The German Volk is convinced that its military honor has remained pure 
and unblemished in thousands of battles and skirmishes, just as we view the 
French soldier only as our old and yet glorious opponent. We and the entire 
German Volk would all be happy at the thought of sparing our children and our 
children's children what we had to witness and endure ourselves as honorable 
men in long and bitter years of pain and suffering. The history of the last 150 
years should, in the course of all its vicissitudes, have taught both peoples one 
thing: namely that essential changes are no longer possible, regardless of the 


October 14, 1933 

blood sacrificed to bring them about. As a National Socialist, I, and with me, all 
my followers, refuse on the basis of our national principles to conquer the 
people of a foreign nation — who would not love us in any case — at the price of 
the blood and lives of those who are dear and precious to us. 

It would be a tremendous event for the entire human race were the two 
peoples willing to ban force from their common life once and for all. 

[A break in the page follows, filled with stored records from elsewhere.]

//! Engine error taxonomy.
//!
//! Configuration problems (a malformed rule, a predicate referencing a
//! field the event does not carry) are skip-and-log: they never escalate
//! to a customer-facing alert and never count as a rule match.

/// A rule-configuration defect detected at save time or evaluation time.
#[derive(Debug, Clone, PartialEq, Eq, thiserror::Error)]
pub enum ConfigurationError {
    /// The predicate tree is structurally invalid.
    #[error("malformed predicate: {detail}")]
    MalformedPredicate { detail: String },

    /// The predicate references a field absent from the event payload.
    #[error("unknown event field: {field}")]
    UnknownField { field: String },
}
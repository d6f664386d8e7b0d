//! EngineStorage trait, record types, error types, the in-memory
//! reference backend, and a backend-agnostic conformance suite.

pub mod conformance;
pub mod error;
pub mod memory;
pub mod record;
pub mod traits;

pub use error::StorageError;
pub use memory::MemoryStorage;
pub use record::{
    AlertRecord, AuthorizationRecord, AuthorizationStatus, ExecutionLogRecord, ExecutionResult,
    Severity,
};
pub use traits::EngineStorage;
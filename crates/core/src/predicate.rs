//! Rule condition predicates.
//!
//! Conditions are a tagged predicate tree over named event-payload fields:
//! comparisons at the leaves, `All`/`Any` as the logical connectives.
//! Trees are validated once at rule-save time and evaluated by a pure
//! interpreter -- a rule condition can never mutate anything.
//!
//! The grammar is a versioned contract with the rule-configuration
//! surface: additive changes only.

use std::collections::BTreeMap;

use serde::{Deserialize, Serialize};

use crate::error::ConfigurationError;

/// Comparison operators supported at predicate leaves.
#[derive(Debug, Clone, Copy, PartialEq, Eq, Serialize, Deserialize)]
#[serde(rename_all = "snake_case")]
pub enum CompareOp {
    Gte,
    Lte,
    Gt,
    Lt,
    Eq,
}

/// A pure, side-effect-free predicate over an event payload.
#[derive(Debug, Clone, PartialEq, Serialize, Deserialize)]
#[serde(tag = "kind", rename_all = "snake_case")]
pub enum Predicate {
    /// Compare a named payload field against a literal.
    Compare {
        field: String,
        op: CompareOp,
        value: serde_json::Value,
    },
    /// True when every child is true. An empty `All` is malformed.
    All { children: Vec<Predicate> },
    /// True when at least one child is true. An empty `Any` is malformed.
    Any { children: Vec<Predicate> },
}

impl Predicate {
    /// Validate the tree once, at rule-save time.
    ///
    /// Rejects empty connectives, empty field names, and literal types the
    /// interpreter cannot compare (objects, arrays, null).
    pub fn validate(&self) -> Result<(), ConfigurationError> {
        match self {
            Predicate::Compare { field, op, value } => {
                if field.is_empty() {
                    return Err(ConfigurationError::MalformedPredicate {
                        detail: "comparison field name is empty".to_string(),
                    });
                }
                match value {
                    serde_json::Value::Number(_) => Ok(()),
                    serde_json::Value::String(_) | serde_json::Value::Bool(_) => {
                        if *op == CompareOp::Eq {
                            Ok(())
                        } else {
                            Err(ConfigurationError::MalformedPredicate {
                                detail: format!(
                                    "ordering comparison on non-numeric literal for field '{}'",
                                    field
                                ),
                            })
                        }
                    }
                    _ => Err(ConfigurationError::MalformedPredicate {
                        detail: format!("unsupported literal type for field '{}'", field),
                    }),
                }
            }
            Predicate::All { children } | Predicate::Any { children } => {
                if children.is_empty() {
                    return Err(ConfigurationError::MalformedPredicate {
                        detail: "empty logical connective".to_string(),
                    });
                }
                for child in children {
                    child.validate()?;
                }
                Ok(())
            }
        }
    }

    /// Evaluate against an event payload.
    ///
    /// Pure interpreter: the payload is read-only and rules never see each
    /// other's state. Referencing a field absent from the payload is a
    /// configuration error, never a match.
    pub fn eval(
        &self,
        payload: &BTreeMap<String, serde_json::Value>,
    ) -> Result<bool, ConfigurationError> {
        match self {
            Predicate::Compare { field, op, value } => {
                let actual =
                    payload
                        .get(field)
                        .ok_or_else(|| ConfigurationError::UnknownField {
                            field: field.clone(),
                        })?;
                compare(field, actual, *op, value)
            }
            Predicate::All { children } => {
                for child in children {
                    if !child.eval(payload)? {
                        return Ok(false);
                    }
                }
                Ok(true)
            }
            Predicate::Any { children } => {
                for child in children {
                    if child.eval(payload)? {
                        return Ok(true);
                    }
                }
                Ok(false)
            }
        }
    }
}

fn compare(
    field: &str,
    actual: &serde_json::Value,
    op: CompareOp,
    expected: &serde_json::Value,
) -> Result<bool, ConfigurationError> {
    use serde_json::Value;

    match (actual, expected) {
        (Value::Number(a), Value::Number(e)) => {
            let (a, e) = match (a.as_f64(), e.as_f64()) {
                (Some(a), Some(e)) => (a, e),
                _ => {
                    return Err(ConfigurationError::MalformedPredicate {
                        detail: format!("non-finite numeric comparison on field '{}'", field),
                    })
                }
            };
            Ok(match op {
                CompareOp::Gte => a >= e,
                CompareOp::Lte => a <= e,
                CompareOp::Gt => a > e,
                CompareOp::Lt => a < e,
                CompareOp::Eq => a == e,
            })
        }
        (Value::String(a), Value::String(e)) if op == CompareOp::Eq => Ok(a == e),
        (Value::Bool(a), Value::Bool(e)) if op == CompareOp::Eq => Ok(a == e),
        _ => Err(ConfigurationError::MalformedPredicate {
            detail: format!(
                "type mismatch comparing field '{}': payload has {}, rule expects {}",
                field,
                type_name(actual),
                type_name(expected)
            ),
        }),
    }
}

fn type_name(v: &serde_json::Value) -> &'static str {
    match v {
        serde_json::Value::Null => "null",
        serde_json::Value::Bool(_) => "bool",
        serde_json::Value::Number(_) => "number",
        serde_json::Value::String(_) => "string",
        serde_json::Value::Array(_) => "array",
        serde_json::Value::Object(_) => "object",
    }
}

// ──────────────────────────────────────────────
// Tests
// ──────────────────────────────────────────────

The German Volk is willing to do this. In that we openly lay claim to the 
rights accorded us by the treaties themselves, I also want to declare just as openly 
that, in Germany's view, there are no further territorial conflicts between the 
two countries. Once the Saar has returned to the Reich, only a lunatic could 
conceive of the possibility of a war between the two States, a war for which, seen 
from our perspective, there would no longer be any morally or reasonably 
justifiable grounds. For no one would have a right to expect that millions of 
young lives be destroyed for the sake of making a problematic correction— both 
in terms of extent and value — of the present borders! 

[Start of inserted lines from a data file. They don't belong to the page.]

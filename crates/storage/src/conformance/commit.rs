use std::future::Future;

use autopilot_core::{
    ActionType, AutomationRule, Baseline, ClaimOutcome, CompareOp, Predicate, TriggerKind,
};
use time::macros::datetime;
use time::OffsetDateTime;

use super::{make_execution_log, make_signal, TestResult};
use crate::{EngineStorage, StorageError};

pub(super) async fn run_commit_tests<S, F, Fut>(factory: &F) -> Vec<TestResult>
where
    S: EngineStorage,
    F: Fn() -> Fut,
    Fut: Future<Output = S>,
{
    let mut results = Vec::new();

    results.push(TestResult::from_result(
        "commit",
        "failed_commit_applies_nothing",
        failed_commit_applies_nothing(factory).await,
    ));
    results.push(TestResult::from_result(
        "commit",
        "signal_counts_respect_window",
        signal_counts_respect_window(factory).await,
    ));
    results.push(TestResult::from_result(
        "commit",
        "denied_codes_distinct",
        denied_codes_distinct(factory).await,
    ));
    results.push(TestResult::from_result(
        "commit",
        "baseline_upsert_replaces",
        baseline_upsert_replaces(factory).await,
    ));
    results.push(TestResult::from_result(
        "commit",
        "enabled_rules_in_creation_order",
        enabled_rules_in_creation_order(factory).await,
    ));

    results
}

fn make_rule(id: &str, name: &str, created_at: OffsetDateTime, enabled: bool) -> AutomationRule {
    AutomationRule {
        id: id.to_string(),
        tenant_id: "tenant-1".to_string(),
        name: name.to_string(),
        trigger: TriggerKind::BehaviorShift,
        condition: Predicate::Compare {
            field: "current_rate".to_string(),
            op: CompareOp::Gte,
            value: serde_json::json!(0.2),
        },
        action_type: ActionType::HoldClaim,
        action_params: std::collections::BTreeMap::new(),
        enabled,
        escalate_on_error: true,
        created_at,
    }
}

/// A snapshot mixing a valid write with a constraint-violating one must
/// apply neither.
async fn failed_commit_applies_nothing<S, F, Fut>(factory: &F) -> Result<(), String>
where
    S: EngineStorage,
    F: Fn() -> Fut,
    Fut: Future<Output = S>,
{
    let storage = factory().await;

    let mut s1 = storage
        .begin_snapshot()
        .await
        .map_err(|e| format!("begin: {e}"))?;
    storage
        .insert_execution_log(&mut s1, make_execution_log("log-1", "key-1"))
        .await
        .map_err(|e| format!("insert log: {e}"))?;
    storage
        .commit_snapshot(s1)
        .await
        .map_err(|e| format!("commit 1: {e}"))?;

    let mut s2 = storage
        .begin_snapshot()
        .await
        .map_err(|e| format!("begin 2: {e}"))?;
    storage
        .insert_signal(&mut s2, make_signal("tenant-9", "UHC", ClaimOutcome::Paid))
        .await
        .map_err(|e| format!("insert signal: {e}"))?;
    storage
        .insert_execution_log(&mut s2, make_execution_log("log-2", "key-1"))
        .await
        .map_err(|e| format!("insert dup log: {e}"))?;

    match storage.commit_snapshot(s2).await {
        Err(StorageError::DuplicateIdempotencyKey { .. }) => {}
        Err(e) => return Err(format!("expected DuplicateIdempotencyKey, got {e}")),
        Ok(()) => return Err("conflicting commit succeeded".to_string()),
    }

    let tenants = storage
        .list_tenants()
        .await
        .map_err(|e| format!("list: {e}"))?;
    if tenants.contains(&"tenant-9".to_string()) {
        return Err("partial commit: signal from failed snapshot visible".to_string());
    }
    Ok(())
}

async fn signal_counts_respect_window<S, F, Fut>(factory: &F) -> Result<(), String>
where
    S: EngineStorage,
    F: Fn() -> Fut,
    Fut: Future<Output = S>,
{
    let storage = factory().await;

    let mut snap = storage
        .begin_snapshot()
        .await
        .map_err(|e| format!("begin: {e}"))?;
    // Two inside the window, one denied; one decided outside it.
    let mut inside_denied = make_signal("tenant-1", "BCBS", ClaimOutcome::Denied);
    inside_denied.decided_at = Some(datetime!(2026-08-05 00:00:00 UTC));
    let mut inside_paid = make_signal("tenant-1", "BCBS", ClaimOutcome::Paid);
    inside_paid.decided_at = Some(datetime!(2026-08-06 00:00:00 UTC));
    let mut outside = make_signal("tenant-1", "BCBS", ClaimOutcome::Denied);
    outside.decided_at = Some(datetime!(2026-07-01 00:00:00 UTC));
    for s in [inside_denied, inside_paid, outside] {
        storage
            .insert_signal(&mut snap, s)
            .await
            .map_err(|e| format!("insert: {e}"))?;
    }
    storage
        .commit_snapshot(snap)
        .await
        .map_err(|e| format!("commit: {e}"))?;

    let (denied, total) = storage
        .signal_counts(
            "tenant-1",
            "BCBS",
            datetime!(2026-08-01 00:00:00 UTC),
            datetime!(2026-08-08 00:00:00 UTC),
        )
        .await
        .map_err(|e| format!("counts: {e}"))?;
    if (denied, total) != (1, 2) {
        return Err(format!("expected (1, 2), got ({denied}, {total})"));
    }
    Ok(())
}

async fn denied_codes_distinct<S, F, Fut>(factory: &F) -> Result<(), String>
where
    S: EngineStorage,
    F: Fn() -> Fut,
    Fut: Future<Output = S>,
{
    let storage = factory().await;

    let mut snap = storage
        .begin_snapshot()
        .await
        .map_err(|e| format!("begin: {e}"))?;
    for code in ["99213", "99213", "99214"] {
        let mut s = make_signal("tenant-1", "BCBS", ClaimOutcome::Denied);
        s.procedure_code = code.to_string();
        storage
            .insert_signal(&mut snap, s)
            .await
            .map_err(|e| format!("insert: {e}"))?;
    }
    storage
        .commit_snapshot(snap)
        .await
        .map_err(|e| format!("commit: {e}"))?;

    let mut codes = storage
        .denied_codes(
            "tenant-1",
            "BCBS",
            datetime!(2026-08-01 00:00:00 UTC),
            datetime!(2026-08-31 00:00:00 UTC),
        )
        .await
        .map_err(|e| format!("codes: {e}"))?;
    codes.sort();
    if codes != vec!["99213".to_string(), "99214".to_string()] {
        return Err(format!("expected distinct codes, got {codes:?}"));
    }
    Ok(())
}

async fn baseline_upsert_replaces<S, F, Fut>(factory: &F) -> Result<(), String>
where
    S: EngineStorage,
    F: Fn() -> Fut,
    Fut: Future<Output = S>,
{
    let storage = factory().await;

    let baseline = |rate: f64| Baseline {
        tenant_id: "tenant-1".to_string(),
        payer: "BCBS".to_string(),
        procedure_code: "99213".to_string(),
        denial_rate: rate,
        sample_size: 100,
        confidence: 1.0,
        computed_at: datetime!(2026-08-10 00:00:00 UTC),
    };

    let mut s1 = storage
        .begin_snapshot()
        .await
        .map_err(|e| format!("begin: {e}"))?;
    storage
        .upsert_baseline(&mut s1, baseline(0.20))
        .await
        .map_err(|e| format!("upsert: {e}"))?;
    storage
        .commit_snapshot(s1)
        .await
        .map_err(|e| format!("commit 1: {e}"))?;

    let mut s2 = storage
        .begin_snapshot()
        .await
        .map_err(|e| format!("begin 2: {e}"))?;
    storage
        .upsert_baseline(&mut s2, baseline(0.35))
        .await
        .map_err(|e| format!("upsert 2: {e}"))?;
    storage
        .commit_snapshot(s2)
        .await
        .map_err(|e| format!("commit 2: {e}"))?;

    let got = storage
        .get_baseline("tenant-1", "BCBS", "99213")
        .await
        .map_err(|e| format!("get: {e}"))?
        .ok_or("baseline missing after upsert")?;
    if (got.denial_rate - 0.35).abs() > f64::EPSILON {
        return Err(format!("expected rate 0.35, got {}", got.denial_rate));
    }
    Ok(())
}

async fn enabled_rules_in_creation_order<S, F, Fut>(factory: &F) -> Result<(), String>
where
    S: EngineStorage,
    F: Fn() -> Fut,
    Fut: Future<Output = S>,
{
    let storage = factory().await;

    let mut snap = storage
        .begin_snapshot()
        .await
        .map_err(|e| format!("begin: {e}"))?;
    // Inserted out of creation order; one disabled.
    storage
        .put_rule(
            &mut snap,
            make_rule("rule-b", "later", datetime!(2026-08-02 00:00:00 UTC), true),
        )
        .await
        .map_err(|e| format!("put b: {e}"))?;
    storage
        .put_rule(
            &mut snap,
            make_rule("rule-a", "earlier", datetime!(2026-08-01 00:00:00 UTC), true),
        )
        .await
        .map_err(|e| format!("put a: {e}"))?;
    storage
        .put_rule(
            &mut snap,
            make_rule("rule-c", "disabled", datetime!(2026-08-03 00:00:00 UTC), false),
        )
        .await
        .map_err(|e| format!("put c: {e}"))?;
    storage
        .commit_snapshot(snap)
        .await
        .map_err(|e| format!("commit: {e}"))?;

    let rules = storage
        .list_enabled_rules("tenant-1")
        .await
        .map_err(|e| format!("list: {e}"))?;
    let ids: Vec<&str> = rules.iter().map(|r| r.id.as_str()).collect();
    if ids != vec!["rule-a", "rule-b"] {
        return Err(format!("expected [rule-a, rule-b], got {ids:?}"));
    }
    Ok(())
}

The French Premier asks why German youth are marching and falling into 
line; the answer is, not in order to demonstrate against France, but in order to 
show and document that very political formation of will which was necessary to 
overcome Communism and will be necessary to keep Communism at bay. In 
Germany there is only one bearer of arms, and that is the Army. And 
conversely, there is only one enemy for the National Socialist Organization, and 
that is Communism. 

The world will have to come to terms with the fact that, to protect itself 
from this threat, the German Volk chooses the forms for its internal 
organization which alone guarantee success. While the rest of the world 
entrenches itself in indestructible fortresses, puts together huge aircraft 
squadrons, constructs giant tanks, and molds enormous guns, it cannot talk 
about a threat because German National Socialists, totally unarmed, are 
parading in columns of four and by doing so are constituting an outward 
manifestation of the German Volksgemeinschaft and its effective protection! 

If the French Premier Daladier raises the further question of why Germany 
is demanding weapons which will be eliminated sooner or later in any case, he 
is in error. 

The German Volk and the German Government have not demanded any 
weapons at all; they have demanded equality of rights. 

If the world resolves that all weapons are to be destroyed down to the very 
last machine gun, then we are willing to join such a convention immediately. If 
the world resolves to destroy certain weapons, we are willing to renounce them 
from the very beginning. But if the world grants to every nation the right to 
possess certain weapons, then we are not willing to allow ourselves to be excluded 
on principle as an inferior nation. If we honorably uphold our respective 
conviction, we are more decent partners to the other nations than if we were 
willing, contrary to our conviction, to accept humiliating and degrading 
conditions. For we are pledging an entire Volk with our signature, while the 
dishonorable and characterless negotiator will be rejected by his own people.